FireEye's researchers claim that the malware could even access the original app's local data, which wasn't removed when the original app was replaced. These data may contain cached emails, or even login-tokens which the malware could use to log into the user's account directly.
All apps can be replaced except iOS preinstalled apps, such as Mobile Safari. This vulnerability exists because iOS doesn't enforce matching certificates for apps with the same bundle identifier.
"The vulnerability exists because iOS doesn't enforce matching certificates for apps with the same bundle identifier," the researchers explained.
They verified this vulnerability on iOS 7.1.1, 7.1.2, 8.0, 8.1 and 8.1.1 beta, for both jailbroken and non-jailbroken devices. An attacker could also leverage this vulnerability both through wireless networks and USB.
FireEye mobile security researchers have discovered the iOS vulnerability earlier this summer have already notified Apple about it.

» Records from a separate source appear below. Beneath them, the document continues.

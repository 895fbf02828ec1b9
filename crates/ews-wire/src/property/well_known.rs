//! Fixed table of well-known numeric properties.
//!
//! These ids are recognized during extended-property decode and materialize
//! as strongly-typed convenience fields on the owning record instead of
//! generic extended properties. The table is static and consulted before
//! the generic path.

use crate::property::mapi::{MapiPropertyType, prop_id, prop_tag};

/// Last modification time, a read-only server timestamp.
pub const PR_LAST_MODIFICATION_TIME: u32 = prop_tag(MapiPropertyType::SystemTime.code(), 0x3008);

/// Contact gender, stored as a small numeric code.
pub const PR_GENDER: u32 = prop_tag(MapiPropertyType::Short.code(), 0x3A4D);

/// Contact personal home page URL.
pub const PR_PERSONAL_HOME_PAGE: u32 = prop_tag(MapiPropertyType::String8.code(), 0x3A50);

/// The well-known properties this model materializes as typed fields.
#[derive(Debug, Clone, Copy, PartialEq, Eq, Hash)]
pub enum WellKnownProperty {
    LastModificationTime,
    Gender,
    PersonalHomePage,
}

impl WellKnownProperty {
    /// Looks up a property id in the fixed table.
    #[must_use]
    pub fn from_property_id(pid: u16) -> Option<Self> {
        const LMT: u16 = prop_id(PR_LAST_MODIFICATION_TIME);
        const GENDER: u16 = prop_id(PR_GENDER);
        const HOME_PAGE: u16 = prop_id(PR_PERSONAL_HOME_PAGE);

        match pid {
            LMT => Some(Self::LastModificationTime),
            GENDER => Some(Self::Gender),
            HOME_PAGE => Some(Self::PersonalHomePage),
            _ => None,
        }
    }

    /// The full MAPI property tag.
    #[must_use]
    pub const fn tag(self) -> u32 {
        match self {
            Self::LastModificationTime => PR_LAST_MODIFICATION_TIME,
            Self::Gender => PR_GENDER,
            Self::PersonalHomePage => PR_PERSONAL_HOME_PAGE,
        }
    }

    /// The MAPI type this property carries.
    #[must_use]
    pub const fn property_type(self) -> MapiPropertyType {
        match self {
            Self::LastModificationTime => MapiPropertyType::SystemTime,
            Self::Gender => MapiPropertyType::Short,
            Self::PersonalHomePage => MapiPropertyType::String8,
        }
    }
}

#[cfg(test)]
mod tests {
    use super::*;
    use crate::property::mapi::prop_id;

    #[test]
    fn lookup_by_property_id() {
        assert_eq!(
            WellKnownProperty::from_property_id(0x3008),
            Some(WellKnownProperty::LastModificationTime)
        );
        assert_eq!(
            WellKnownProperty::from_property_id(0x3A4D),
            Some(WellKnownProperty::Gender)
        );
        assert_eq!(WellKnownProperty::from_property_id(0x1234), None);
    }

    #[test]
    fn tags_round_trip_through_prop_id() {
        for prop in [
            WellKnownProperty::LastModificationTime,
            WellKnownProperty::Gender,
            WellKnownProperty::PersonalHomePage,
        ] {
            assert_eq!(WellKnownProperty::from_property_id(prop_id(prop.tag())), Some(prop));
        }
    }
}
//! Record types and partial-update diffing.
//!
//! [`Item`] is the generic record base; [`Contact`] and [`CalendarItem`]
//! extend its schema with their own tag bindings. [`ChangeSet`] partitions
//! a record's fields into the set/delete directives of an update request.

mod attachment;
mod calendar;
mod changeset;
mod contact;
mod item;

pub use attachment::{Attachments, FileAttachment};
pub use calendar::CalendarItem;
pub use changeset::{ChangeSet, UpdateEntry};
pub use contact::Contact;
pub use item::Item;
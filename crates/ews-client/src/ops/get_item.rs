//! GetItem requests.

use ews_core::types::ItemRef;
use ews_wire::xml::XmlElement;

use super::item_id_ref;

/// Builds a `GetItem` body fetching all properties of the given items.
#[must_use]
pub fn build_get_item(items: &[ItemRef]) -> String {
    let mut ids = String::new();
    for item in items {
        ids.push_str(&item_id_ref(item));
    }
    format!(
        "<m:GetItem><m:ItemShape><t:BaseShape>AllProperties</t:BaseShape></m:ItemShape>\
         <m:ItemIds>{ids}</m:ItemIds></m:GetItem>"
    )
}

/// Pulls the record elements with the given container tag out of scanned
/// response messages.
#[must_use]
pub fn extract_items(messages: &[XmlElement], container_tag: &str) -> Vec<XmlElement> {
    let mut items = Vec::new();
    for message in messages {
        let Some(wrapper) = message.child("Items") else {
            continue;
        };
        for child in &wrapper.children {
            if child.name == container_tag {
                items.push(child.clone());
            } else {
                tracing::warn!(tag = %child.name, expected = container_tag, "unexpected record kind, skipping");
            }
        }
    }
    items
}

#[cfg(test)]
mod tests {
    use super::*;

    #[test]
    fn body_requests_all_properties() {
        let body = build_get_item(&[ItemRef::with_change_key("a", "ck")]);
        assert!(body.contains("<t:BaseShape>AllProperties</t:BaseShape>"));
        assert!(body.contains("<t:ItemId Id=\"a\" ChangeKey=\"ck\"/>"));
    }

    #[test]
    fn extracts_matching_records_only() {
        let message = XmlElement::parse(
            b"<M><Items><Contact><Subject>x</Subject></Contact><Message/></Items></M>",
        )
        .unwrap();
        let items = extract_items(&[message], "Contact");
        assert_eq!(items.len(), 1);
        assert_eq!(items[0].name, "Contact");
    }
}
//! XML boundary types.
//!
//! Inbound, the transport hands this crate already-deserialized bytes which
//! [`XmlElement::parse`] turns into a namespace-stripped element tree.
//! Outbound, [`writer`] renders escaped markup fragments in the `t:` types
//! namespace for the transport to embed into a request envelope.

mod element;
pub mod writer;

pub use element::XmlElement;
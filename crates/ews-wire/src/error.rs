use thiserror::Error;

use crate::recurrence::RecurrenceError;

/// Wire marshaling and validation errors
#[derive(Error, Debug)]
pub enum WireError {
    #[error("XML error: {0}")]
    Xml(String),

    #[error("Encoding error: {0}")]
    Encoding(String),

    #[error("Missing element: {0}")]
    MissingElement(String),

    #[error("Invalid value for {field}: {value:?} is not one of {legal:?}")]
    InvalidEnumValue {
        field: String,
        value: String,
        legal: &'static [&'static str],
    },

    #[error(transparent)]
    Recurrence(#[from] RecurrenceError),

    #[error(transparent)]
    Core(#[from] ews_core::error::CoreError),
}

impl From<quick_xml::Error> for WireError {
    fn from(err: quick_xml::Error) -> Self {
        Self::Xml(err.to_string())
    }
}

impl From<quick_xml::events::attributes::AttrError> for WireError {
    fn from(err: quick_xml::events::attributes::AttrError) -> Self {
        Self::Xml(err.to_string())
    }
}

impl From<std::str::Utf8Error> for WireError {
    fn from(err: std::str::Utf8Error) -> Self {
        Self::Encoding(err.to_string())
    }
}

impl From<quick_xml::encoding::EncodingError> for WireError {
    fn from(err: quick_xml::encoding::EncodingError) -> Self {
        Self::Encoding(err.to_string())
    }
}

pub type WireResult<T> = std::result::Result<T, WireError>;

Recently Claud Xiao discovered the "WireLurker" malware, which also started to utilize a limited form of Masque Attacks to attack iOS devices through USB, FireEye said.
iOS users can protect themselves from Masque Attacks by not installing apps from third-party sources other than Apple's official App Store or the users' own organizations. They should also never click "Install" on any pop-ups from third-party web pages, and uninstall any possible app that shows an iOS alert with "Untrusted App Developer" upon opening.